▶ TASK TO CARRY OUT: Write out the data below exactly, from its first line to the line containing "impl fmt::Display for", that line included.

--- --- ---

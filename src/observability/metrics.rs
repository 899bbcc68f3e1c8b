//! Metrics for the indexer.
//!
//! Recording goes through the `metrics` facade, so every call is a no-op until
//! [`init`] installs the Prometheus recorder.

use metrics_exporter_prometheus::{PrometheusBuilder, PrometheusHandle};
use std::fmt;
use std::sync::OnceLock;
use tracing::info;

/// Enum representing all metric names used by the indexer
#[derive(Debug, Clone, Copy, PartialEq, Eq, Hash)]
pub enum MetricName {
    // Ingest metrics
    IngestDocumentsIndexed,
    IngestRowsSkipped,
    IngestValuesCoerced,
    IngestRunsAborted,
    IngestDuration,

    // Store metrics
    StoreRequestsSuccess,
    StoreRequestsError,
}

impl MetricName {
    pub fn as_str(&self) -> &'static str {
        match self {
            MetricName::IngestDocumentsIndexed => "indexer_ingest_documents_indexed_total",
            MetricName::IngestRowsSkipped => "indexer_ingest_rows_skipped_total",
            MetricName::IngestValuesCoerced => "indexer_ingest_values_coerced_total",
            MetricName::IngestRunsAborted => "indexer_ingest_runs_aborted_total",
            MetricName::IngestDuration => "indexer_ingest_duration_seconds",
            MetricName::StoreRequestsSuccess => "indexer_store_requests_success_total",
            MetricName::StoreRequestsError => "indexer_store_requests_error_total",
        }
    }
}

impl fmt::Display for MetricName {
    fn fmt(&self, f: &mut fmt::Formatter<'_>) -> fmt::Result {
        f.write_str(self.as_str())
    }
}

static METRICS_HANDLE: OnceLock<PrometheusHandle> = OnceLock::new();

/// Install the Prometheus recorder. Calling it twice is harmless.
pub fn init() -> Result<(), Box<dyn std::error::Error>> {
    if METRICS_HANDLE.get().is_some() {
        return Ok(());
    }
    let handle = PrometheusBuilder::new()
        .install_recorder()
        .map_err(|e| format!("Failed to install Prometheus recorder: {}", e))?;
    METRICS_HANDLE.set(handle).ok();
    info!("Metrics system initialized");
    Ok(())
}

/// Current metrics in Prometheus text format, if the recorder is installed.
pub fn render() -> Option<String> {
    METRICS_HANDLE.get().map(|handle| handle.render())
}

// ============================================================================
// Ingest Metrics
// ============================================================================

pub mod ingest {
    use super::MetricName;

    pub fn document_indexed(collection: &str) {
        ::metrics::counter!(MetricName::IngestDocumentsIndexed.as_str(), "collection" => collection.to_string())
            .increment(1);
    }

    pub fn row_skipped(collection: &str) {
        ::metrics::counter!(MetricName::IngestRowsSkipped.as_str(), "collection" => collection.to_string())
            .increment(1);
    }

    pub fn values_coerced(count: usize) {
        ::metrics::counter!(MetricName::IngestValuesCoerced.as_str()).increment(count as u64);
    }

    pub fn run_aborted(kind: &str) {
        ::metrics::counter!(MetricName::IngestRunsAborted.as_str(), "kind" => kind.to_string()).increment(1);
    }

    pub fn run_duration(secs: f64) {
        ::metrics::histogram!(MetricName::IngestDuration.as_str()).record(secs);
    }
}

// ============================================================================
// Store Metrics
// ============================================================================

pub mod store {
    use super::MetricName;

    pub fn request_success(operation: &'static str) {
        ::metrics::counter!(MetricName::StoreRequestsSuccess.as_str(), "operation" => operation).increment(1);
    }

    pub fn request_error(operation: &'static str, kind: &'static str) {
        ::metrics::counter!(
            MetricName::StoreRequestsError.as_str(),
            "operation" => operation,
            "kind" => kind
        )
        .increment(1);
    }
}

#[cfg(test)]
mod tests {
    use super::*;

    #[test]
    fn metric_names_are_prefixed() {
        for name in [
            MetricName::IngestDocumentsIndexed,
            MetricName::IngestDuration,
            MetricName::StoreRequestsError,
        ] {
            assert!(name.to_string().starts_with("indexer_"));
        }
    }

    #[test]
    fn recording_without_recorder_is_a_noop() {
        ingest::document_indexed("employees");
        store::request_error("count", "connectivity");
    }
}
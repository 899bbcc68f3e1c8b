// Adapters behind the application ports

pub mod elasticsearch;
pub mod in_memory_store;
//! Record normalization: turns a [`RawTable`] into clean, uniquely keyed
//! documents.
//!
//! Column-wide decisions (which rule applies to each column, how untouched
//! columns are typed, whether the exclude column exists) are made once when
//! the document iterator is built. Rows are then converted lazily, one per
//! call to `next`, in source order.

use once_cell::sync::Lazy;
use regex::Regex;
use serde::Deserialize;
use serde_json::{Map, Value};
use std::collections::BTreeMap;
use tracing::debug;

use crate::config::NormalizeConfig;
use crate::constants::UNKNOWN_SENTINEL;
use crate::domain::{CleanDocument, RawRecord, RawTable};
use crate::error::{IndexerError, Result};

static CURRENCY_NOISE: Lazy<Regex> = Lazy::new(|| Regex::new(r"[$,]").expect("valid currency regex"));

/// Replacement for a missing cell.
#[derive(Debug, Clone, PartialEq, Deserialize)]
#[serde(untagged)]
pub enum FillValue {
    Number(f64),
    Text(String),
}

impl FillValue {
    fn to_json(&self) -> Value {
        match self {
            FillValue::Number(n) => number_value(*n),
            FillValue::Text(s) => Value::String(s.clone()),
        }
    }
}

/// Everything the normalizer needs to clean one table.
#[derive(Debug, Clone, PartialEq)]
pub struct CleaningRules {
    /// Per-column fill for missing cells
    pub fills: BTreeMap<String, FillValue>,
    /// Column holding values like `$1,234.50`
    pub currency_column: String,
    /// Column holding values like `12.5%`
    pub percent_column: String,
    /// Column dropped from every document, if present in the table
    pub exclude_column: Option<String>,
    /// Column whose value becomes the document id
    pub id_column: String,
}

impl CleaningRules {
    /// Rules for the employee sample export, with nothing excluded.
    pub fn employee_defaults() -> Self {
        NormalizeConfig::default().cleaning_rules(None)
    }

    pub fn excluding(mut self, column: Option<&str>) -> Self {
        self.exclude_column = column.map(|c| c.to_string());
        self
    }
}

/// Counters collected while documents are produced.
#[derive(Debug, Clone, Copy, Default, PartialEq, Eq)]
pub struct NormalizeStats {
    pub rows: usize,
    /// Missing cells replaced by a configured fill
    pub filled: usize,
    /// Present currency/percentage values that could not be parsed
    pub coerced_to_zero: usize,
    /// Missing cells with no configured fill, replaced by the sentinel
    pub unknown_filled: usize,
}

#[derive(Debug, Clone, Copy, PartialEq, Eq)]
enum ColumnKind {
    Integer,
    Float,
    Text,
}

#[derive(Debug, Clone)]
enum ColumnRule {
    Currency,
    Percent,
    Fill(FillValue, ColumnKind),
    Typed(ColumnKind),
}

#[derive(Debug, Clone)]
struct ColumnPlan {
    index: usize,
    name: String,
    rule: ColumnRule,
}

pub struct RecordNormalizer {
    rules: CleaningRules,
}

impl RecordNormalizer {
    pub fn new(rules: CleaningRules) -> Self {
        Self { rules }
    }

    pub fn rules(&self) -> &CleaningRules {
        &self.rules
    }

    /// Lazily convert every row of `table` into a [`CleanDocument`].
    ///
    /// Each item is `Err(MissingIdentifier)` when the identifier column is not
    /// part of the document (absent from the table, or excluded).
    pub fn documents<'a>(&self, table: &'a RawTable) -> Documents<'a> {
        let excluded = self
            .rules
            .exclude_column
            .as_deref()
            .filter(|c| table.has_column(c));

        match (&self.rules.exclude_column, excluded) {
            (Some(requested), None) => debug!(column = %requested, "Exclude column not present, nothing dropped"),
            (_, Some(column)) => debug!(column = %column, "Dropping column"),
            _ => {}
        }

        let plan = table
            .columns
            .iter()
            .enumerate()
            .filter(|(_, name)| Some(name.as_str()) != excluded)
            .map(|(index, name)| ColumnPlan {
                index,
                name: name.clone(),
                rule: self.rule_for(table, index, name),
            })
            .collect();

        Documents {
            rows: table.rows.iter(),
            plan,
            id_column: self.rules.id_column.clone(),
            stats: NormalizeStats::default(),
        }
    }

    fn rule_for(&self, table: &RawTable, index: usize, name: &str) -> ColumnRule {
        if name == self.rules.currency_column {
            ColumnRule::Currency
        } else if name == self.rules.percent_column {
            ColumnRule::Percent
        } else {
            let kind = infer_kind(table, index);
            match self.rules.fills.get(name) {
                Some(fill) => ColumnRule::Fill(fill.clone(), kind),
                None => ColumnRule::Typed(kind),
            }
        }
    }
}

/// Iterator over the documents of one table. See [`RecordNormalizer::documents`].
pub struct Documents<'a> {
    rows: std::slice::Iter<'a, RawRecord>,
    plan: Vec<ColumnPlan>,
    id_column: String,
    stats: NormalizeStats,
}

impl<'a> Documents<'a> {
    pub fn stats(&self) -> NormalizeStats {
        self.stats
    }

    /// Names of the columns that end up in each document.
    pub fn columns(&self) -> Vec<&str> {
        self.plan.iter().map(|p| p.name.as_str()).collect()
    }

    fn build(&mut self, row: &RawRecord) -> Result<CleanDocument> {
        self.stats.rows += 1;
        let mut body = Map::with_capacity(self.plan.len());

        for column in &self.plan {
            let cell = row.cells.get(column.index).and_then(|c| c.as_deref());
            let value = match (&column.rule, cell) {
                (ColumnRule::Currency, Some(text)) => coerce_or_zero(
                    &mut self.stats,
                    &column.name,
                    row.line,
                    text,
                    &CURRENCY_NOISE.replace_all(text, ""),
                ),
                (ColumnRule::Percent, Some(text)) => {
                    coerce_or_zero(&mut self.stats, &column.name, row.line, text, &text.replace('%', ""))
                }
                (ColumnRule::Currency | ColumnRule::Percent, None) => Value::from(0.0),
                (ColumnRule::Fill(_, kind) | ColumnRule::Typed(kind), Some(text)) => typed_value(text, *kind),
                (ColumnRule::Fill(fill, _), None) => {
                    self.stats.filled += 1;
                    fill.to_json()
                }
                (ColumnRule::Typed(_), None) => {
                    self.stats.unknown_filled += 1;
                    Value::String(UNKNOWN_SENTINEL.to_string())
                }
            };
            body.insert(column.name.clone(), value);
        }

        let id = match body.get(&self.id_column) {
            Some(Value::String(s)) => s.clone(),
            Some(other) => other.to_string(),
            None => {
                return Err(IndexerError::MissingIdentifier {
                    line: row.line,
                    column: self.id_column.clone(),
                })
            }
        };

        Ok(CleanDocument { id, body })
    }
}

impl<'a> Iterator for Documents<'a> {
    type Item = Result<CleanDocument>;

    fn next(&mut self) -> Option<Self::Item> {
        let row = self.rows.next()?;
        Some(self.build(row))
    }

    fn size_hint(&self) -> (usize, Option<usize>) {
        self.rows.size_hint()
    }
}

/// Parse a stripped currency/percentage value as a float; anything else is 0.
fn coerce_or_zero(
    stats: &mut NormalizeStats,
    column: &str,
    line: usize,
    original: &str,
    stripped: &str,
) -> Value {
    match parse_number(stripped) {
        Some(n) => Value::from(n),
        None => {
            stats.coerced_to_zero += 1;
            debug!(column, line, value = original, "Unparseable numeric value, using 0");
            Value::from(0.0)
        }
    }
}

fn parse_number(text: &str) -> Option<f64> {
    let text = text.trim();
    if text.is_empty() {
        return None;
    }
    text.parse::<f64>().ok().filter(|n| n.is_finite())
}

/// JSON number for `n`, written as an integer when it has no fractional part.
fn number_value(n: f64) -> Value {
    if n.fract() == 0.0 && n.abs() < 9_007_199_254_740_992.0 {
        Value::from(n as i64)
    } else {
        Value::from(n)
    }
}

fn typed_value(text: &str, kind: ColumnKind) -> Value {
    match kind {
        ColumnKind::Integer => text
            .trim()
            .parse::<i64>()
            .map(Value::from)
            .unwrap_or_else(|_| Value::String(text.to_string())),
        ColumnKind::Float => parse_number(text)
            .map(Value::from)
            .unwrap_or_else(|| Value::String(text.to_string())),
        ColumnKind::Text => Value::String(text.to_string()),
    }
}

/// Type a column from its present cells: integers, then floats, else text.
fn infer_kind(table: &RawTable, index: usize) -> ColumnKind {
    let mut present = table
        .rows
        .iter()
        .filter_map(|r| r.cells.get(index).and_then(|c| c.as_deref()))
        .peekable();

    if present.peek().is_none() {
        return ColumnKind::Text;
    }

    let mut kind = ColumnKind::Integer;
    for cell in present {
        if kind == ColumnKind::Integer && cell.trim().parse::<i64>().is_err() {
            kind = ColumnKind::Float;
        }
        if kind == ColumnKind::Float && parse_number(cell).is_none() {
            return ColumnKind::Text;
        }
    }
    kind
}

--- --- ---

▶ RESULT BELOW:
filename src/observability/metrics.rs
repository 899bbcc68f3e1c8b
//! Metrics for the indexer.
//!
//! Recording goes through the `metrics` facade, so every call is a no-op until
//! [`init`] installs the Prometheus recorder.

use metrics_exporter_prometheus::{PrometheusBuilder, PrometheusHandle};
use std::fmt;
use std::sync::OnceLock;
use tracing::info;

/// Enum representing all metric names used by the indexer
#[derive(Debug, Clone, Copy, PartialEq, Eq, Hash)]
pub enum MetricName {
    // Ingest metrics
    IngestDocumentsIndexed,
    IngestRowsSkipped,
    IngestValuesCoerced,
    IngestRunsAborted,
    IngestDuration,

    // Store metrics
    StoreRequestsSuccess,
    StoreRequestsError,
}

impl MetricName {
    pub fn as_str(&self) -> &'static str {
        match self {
            MetricName::IngestDocumentsIndexed => "indexer_ingest_documents_indexed_total",
            MetricName::IngestRowsSkipped => "indexer_ingest_rows_skipped_total",
            MetricName::IngestValuesCoerced => "indexer_ingest_values_coerced_total",
            MetricName::IngestRunsAborted => "indexer_ingest_runs_aborted_total",
            MetricName::IngestDuration => "indexer_ingest_duration_seconds",
            MetricName::StoreRequestsSuccess => "indexer_store_requests_success_total",
            MetricName::StoreRequestsError => "indexer_store_requests_error_total",
        }
    }
}

impl fmt::Display for MetricName {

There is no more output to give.